为了解决内存碎片的问题，SGI 设计了两级allocator:

当请求内存较大(大于128bytes)时,采用第一级allocator
小于128bytes时，采用第二级allocator，采用内存池的方法管理小内存

为了符合STL标准，SGI还定义了simple_alloc接口,无论采用第一级还是第二级allocator都能满足标准:

template<class T, class Alloc>
class simple_alloc{
public:
    static T*allocate(size_t n){
        return 0 == n ? 0 : (T*)Alloc::allocate(n*sizeof(T));
    }
    static T*allocate(){
        return (T*)Alloc::allocate(sizeof(T));
    }
    static void deallocate(T *p, size_t n){
        if(0 != n) Alloc::deallocate(p, n * sizeof(T));

    }
    static void deallocate(T *p){
        if (0 != n) Alloc::deallocate(p, sizeof(T));
    }

};

第一级和第二级allocator的实现

第一级和第二级allocator主要区别在于处理不同大小的内存申请。内存申请大于128bytes时，第一级allocator直接调用malloc和free函数，并模拟C++的set_new_handler函数处理内存不足的情况。

第二级allocator则复杂很多，具体实现包括：

维护16个自由链表，负责16种不同大小的内存空间分配。
自由链表的内存由内存池分配，而内存池则由malloc函数分配内存
如果内存不足或请求内存大于128bytes则转调第一级allocator

具体代码如下所示，第二级allocator用内存池管理已分配但未使用的内存，当客户端请求内存时，首先查询free-list中是否有适当大小的内存块，如果有直接分配该内存块并将该内存块从freelist中移除。

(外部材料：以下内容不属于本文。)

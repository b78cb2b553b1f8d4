//! The boundary with whatever actually holds the grid.
//!
//! The service hands a [`GridTransport`] addressing strings and aligned rows
//! and receives raw matrices back. Credentials, retries and quotas all live
//! behind this trait.

use serde::{Deserialize, Serialize};
use sheetline_engine::engine::{CellMatrix, StyledRow};
use thiserror::Error;

/// `fields` mask used for appends: every field of every cell is written.
pub const APPEND_ALL_FIELDS: &str = "*";

/// Failures reported by a transport. The service passes these through or
/// maps them; it never retries.
#[derive(Error, Debug)]
pub enum TransportError {
    #[error("{0}")]
    NotFound(String),

    #[error("{0}")]
    BadRequest(String),

    #[error("IO error: {0}")]
    Io(#[from] std::io::Error),

    #[error("CSV error: {0}")]
    Csv(#[from] csv::Error),
}

impl TransportError {
    pub fn status(&self) -> u16 {
        match self {
            TransportError::NotFound(_) => 404,
            TransportError::BadRequest(_) => 400,
            TransportError::Io(_) | TransportError::Csv(_) => 500,
        }
    }
}

/// An `appendCells` request in batch-update form.
#[derive(Clone, Debug, PartialEq, Serialize, Deserialize)]
#[serde(rename_all = "camelCase")]
pub struct AppendCellsRequest {
    pub sheet_id: u32,
    pub fields: String,
    pub rows: Vec<StyledRow>,
}

impl AppendCellsRequest {
    pub fn new(sheet_id: u32, rows: Vec<StyledRow>) -> Self {
        AppendCellsRequest {
            sheet_id,
            fields: APPEND_ALL_FIELDS.to_string(),
            rows,
        }
    }
}

/// What a transport reports after appending rows.
#[derive(Clone, Debug, PartialEq, Eq, Serialize, Deserialize)]
#[serde(rename_all = "camelCase")]
pub struct AppendReply {
    pub spreadsheet_id: String,
    pub sheet_id: u32,
    pub updated_range: String,
    pub updated_rows: usize,
}

/// The written range and values, echoed back after an update.
#[derive(Clone, Debug, PartialEq, Serialize, Deserialize)]
pub struct UpdatedData {
    pub range: String,
    pub values: CellMatrix,
}

pub trait GridTransport {
    /// Values inside `range`, or `None` when the range holds nothing.
    fn get_values(
        &self,
        spreadsheet_id: &str,
        range: &str,
    ) -> Result<Option<CellMatrix>, TransportError>;

    /// Append styled rows after the last row with data.
    fn append_cells(
        &self,
        spreadsheet_id: &str,
        request: &AppendCellsRequest,
    ) -> Result<AppendReply, TransportError>;

    /// Write `values` verbatim (no input parsing) starting at `range`.
    fn update_values(
        &self,
        spreadsheet_id: &str,
        range: &str,
        values: &CellMatrix,
    ) -> Result<UpdatedData, TransportError>;
}

impl<T: GridTransport + ?Sized> GridTransport for &T {
    fn get_values(
        &self,
        spreadsheet_id: &str,
        range: &str,
    ) -> Result<Option<CellMatrix>, TransportError> {
        (**self).get_values(spreadsheet_id, range)
    }

    fn append_cells(
        &self,
        spreadsheet_id: &str,
        request: &AppendCellsRequest,
    ) -> Result<AppendReply, TransportError> {
        (**self).append_cells(spreadsheet_id, request)
    }

    fn update_values(
        &self,
        spreadsheet_id: &str,
        range: &str,
        values: &CellMatrix,
    ) -> Result<UpdatedData, TransportError> {
        (**self).update_values(spreadsheet_id, range, values)
    }
}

如果freelist没有匹配大小的可用内存块，则调用chunk_alloc()函数向内存池申请内存。chunk_alloc函数根据情况，处理申请请求：

默认分配20个用户索取区块大小的内存块，将其中一个返回给客户，剩余19个加入合适的free-list中
如果内存池中内存不足以分配20个区块(根据end_free和start_free可以查看内存池“水位”)，那么就分配内存池剩余内存可以分配的最大区块数，比如剩余100bytes，请求内存块大小为32bytes，则分配3个区块
如果内存池中剩余内存连一个区块都不能分配了，那么就向heap申请内存，但是需要把残余的内存分配到相应的freelist中，比如客户申请32bytes内存，但是内存池只剩下20bytes，那么就将这20bytes加入free-list管理16bytes的list中，这样只会产生4bytes的内存碎片

如果向heap申请内存失败，就只能检查free-list中是否有更大的区块能够分配给当前申请，注意这里需要递归调用chunk_alloc函数确保nobjs的正确。
最后，如果free-list中没有足够大可分配的内存，只能调用一级allocator查看是否能通过它的out-of-memory机制释放内存，或者从一级allocator中抛出异常。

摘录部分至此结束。